A relatively small number of Americans each year suffer catastrophic illnesses, such as prolonged treatment for cancer or stroke, which costs tens of thousands of dollars beyond the amount covered by insurance.

Many medical insurance policies cover medical costs only up to a certain amount; everything beyond that figure must be borne by the patient.

Conservatives have tended to favor catastrophic insurance to provide more benefits for the seriously ill while requiring the patient to bear costs of routine care.

Sources said the premium for a new Medicare catastrophic insurance proposal would likely cover only the added costs of the catastrophic coverage, and would not be used to bring in additional revenue to prop up other portions of the system.

They said the proposal being studied would cover Medicare hospital costs, but it has not been decided if it would also cover doctor bills or private insurance policies.

They said one option might be a proposal last year by the Social Security Advisory Council: guarantee every Medicare patient up to 365 days of hospital care annually upon payment of the existing $356 fee for the first day. At present, only the first 60 days are free.

To pay for the added costs of providing the extra days of care free, Medicare either could charge each of the 30 million enrollees an annual fee (the advisory council gstimated this would be $56 a year) or charge the 7.5 million persons who go to the hospital each year some surcharge for the first day, or first 10 days.

The average Medicare stay in a hospital is 11 days.

The sources said the administration is considering including a provision requiring private employers to include catastrophic protection in their policies for their workers, perhaps by denying them tax deductions for the premiums they pay if their policies do not include catastrophic protection.

Only 61 percent of the population under 65 covered by private health plans has medical and hospital catastrophic protection.

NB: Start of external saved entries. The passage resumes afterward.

use std::path::PathBuf;
use std::time::Duration;

use anyhow::{Context, Result};
use clap::{Parser, Subcommand};
use mediarelay_platform::{ConversationRef, GatewayConfig};
use mediarelay_runtime::{CoordinatorConfig, IndexingConfig, ReplayConfig, WalkerConfig};

fn parse_positive_usize(value: &str) -> Result<usize, String> {
    let parsed = value
        .parse::<usize>()
        .map_err(|error| format!("failed to parse integer: {error}"))?;
    if parsed == 0 {
        return Err("value must be greater than 0".to_string());
    }
    Ok(parsed)
}

fn parse_positive_u64(value: &str) -> Result<u64, String> {
    let parsed = value
        .parse::<u64>()
        .map_err(|error| format!("failed to parse integer: {error}"))?;
    if parsed == 0 {
        return Err("value must be greater than 0".to_string());
    }
    Ok(parsed)
}

#[derive(Debug, Parser)]
#[command(
    name = "mediarelay",
    about = "Index media messages from a conversation and replay them to another",
    version,
    propagate_version = true
)]
pub(crate) struct Cli {
    #[arg(
        long,
        global = true,
        env = "MEDIARELAY_API_BASE",
        default_value = "https://api.telegram.org",
        help = "Base URL of the Bot-API-compatible gateway"
    )]
    pub(crate) api_base: String,

    #[arg(
        long,
        global = true,
        env = "MEDIARELAY_BOT_TOKEN",
        hide_env_values = true,
        help = "Bot token used for every gateway call"
    )]
    pub(crate) bot_token: Option<String>,

    #[arg(
        long,
        global = true,
        env = "MEDIARELAY_DATABASE",
        default_value = ".mediarelay/records.sqlite",
        help = "SQLite file holding indexed records"
    )]
    pub(crate) database: PathBuf,

    #[arg(
        long,
        global = true,
        env = "MEDIARELAY_STATUS_CHAT",
        allow_negative_numbers = true,
        help = "Conversation that receives the live status message; progress is only logged when unset"
    )]
    pub(crate) status_chat: Option<String>,

    #[arg(
        long,
        global = true,
        env = "MEDIARELAY_WINDOW_SIZE",
        default_value_t = 100,
        value_parser = parse_positive_usize,
        help = "Message ids fetched per traversal window"
    )]
    pub(crate) window_size: usize,

    #[arg(
        long,
        global = true,
        env = "MEDIARELAY_INDEX_DELAY_MS",
        default_value_t = 3_000,
        help = "Pause after every indexed window"
    )]
    pub(crate) index_delay_ms: u64,

    #[arg(
        long,
        global = true,
        env = "MEDIARELAY_REPLAY_DELAY_MS",
        default_value_t = 2_000,
        help = "Pause after every replayed record"
    )]
    pub(crate) replay_delay_ms: u64,

    #[arg(
        long,
        global = true,
        env = "MEDIARELAY_WINDOW_ERROR_BACKOFF_MS",
        default_value_t = 5_000,
        help = "Pause after a window is abandoned because of a fetch error"
    )]
    pub(crate) window_error_backoff_ms: u64,

    #[arg(
        long,
        global = true,
        env = "MEDIARELAY_RATE_LIMIT_CEILING_MS",
        default_value_t = 3_600_000,
        value_parser = parse_positive_u64,
        help = "Total rate-limit wait tolerated per window before indexing fails as stalled"
    )]
    pub(crate) rate_limit_ceiling_ms: u64,

    #[arg(
        long,
        global = true,
        env = "MEDIARELAY_REQUEST_TIMEOUT_MS",
        default_value_t = 30_000,
        value_parser = parse_positive_u64,
        help = "HTTP timeout for a single gateway request"
    )]
    pub(crate) request_timeout_ms: u64,

    #[arg(
        long,
        global = true,
        env = "MEDIARELAY_MAX_RETRIES",
        default_value_t = 3,
        help = "Retries for transport failures and 5xx responses"
    )]
    pub(crate) max_retries: usize,

    #[command(subcommand)]
    pub(crate) command: Command,
}

#[derive(Debug, Subcommand)]
pub(crate) enum Command {
    /// Index every document and video of a conversation
    Index {
        /// Numeric conversation id or @handle
        #[arg(allow_negative_numbers = true)]
        conversation: String,
    },
    /// Re-send every indexed file to a conversation
    Replay {
        /// Numeric conversation id or @handle
        #[arg(allow_negative_numbers = true)]
        target: String,
    },
    /// Print session and store status as JSON
    Status,
    /// Run the HTTP dispatch surface
    Serve {
        #[arg(long, env = "MEDIARELAY_BIND", default_value = "127.0.0.1:8080")]
        bind: String,
    },
}

impl Cli {
    pub(crate) fn gateway_config(&self) -> Result<GatewayConfig> {
        let bot_token = self
            .bot_token
            .clone()
            .filter(|token| !token.trim().is_empty())
            .context("--bot-token (or MEDIARELAY_BOT_TOKEN) is required")?;
        Ok(GatewayConfig {
            api_base: self.api_base.clone(),
            bot_token,
            request_timeout_ms: self.request_timeout_ms,
            max_retries: self.max_retries,
        })
    }

    pub(crate) fn coordinator_config(&self) -> CoordinatorConfig {
        CoordinatorConfig {
            indexing: IndexingConfig {
                walker: WalkerConfig {
                    window_size: self.window_size,
                    error_backoff: Duration::from_millis(self.window_error_backoff_ms),
                    rate_limit_ceiling: Duration::from_millis(self.rate_limit_ceiling_ms),
                },
                window_delay: Duration::from_millis(self.index_delay_ms),
            },
            replay: ReplayConfig {
                record_delay: Duration::from_millis(self.replay_delay_ms),
                ..ReplayConfig::default()
            },
        }
    }

    pub(crate) fn status_conversation(&self) -> Result<Option<ConversationRef>> {
        self.status_chat
            .as_deref()
            .map(|raw| {
                ConversationRef::parse(raw)
                    .with_context(|| format!("invalid --status-chat '{raw}'"))
            })
            .transpose()
    }
}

Under the Medicare voucher proposal, any enrollee could receive a voucher from the government, worth the insurance value of Medicare coverage, and buy his own policy from a private insurer. The voucher amount would be increased for inflation each year, but would not go up as fast as anticipated program costs, so the government would eventually save money.

Under the governmental hospital proposal, if an individual with private insurance (such as a veteran with non-service-connected disabilities) received treatment in a military or veterans' hospital, the government could seek payment from the insurance company.

At present, private policies do not pay for treatment in a military or Veterans Administration hospital.

Under the health insurance tax proposal, as submitted last year, employer-paid health insurance premiums exceeding $175 for a family or $70 a month for an individual would have been treated as income to the worker and made subject to income tax. This would raise $40 billion over five years.

Also under study is a plan to have Medicare stop paying a share of the costs of medical education in hospitals; savings to Medicare could be as much as $3 billion a year.

Some sources said the administration was considering two proposals rejected by Congress last year: raising the Medicare doctor insurance premium over several years to cover 35 percent of the program's cost instead of 25 percent.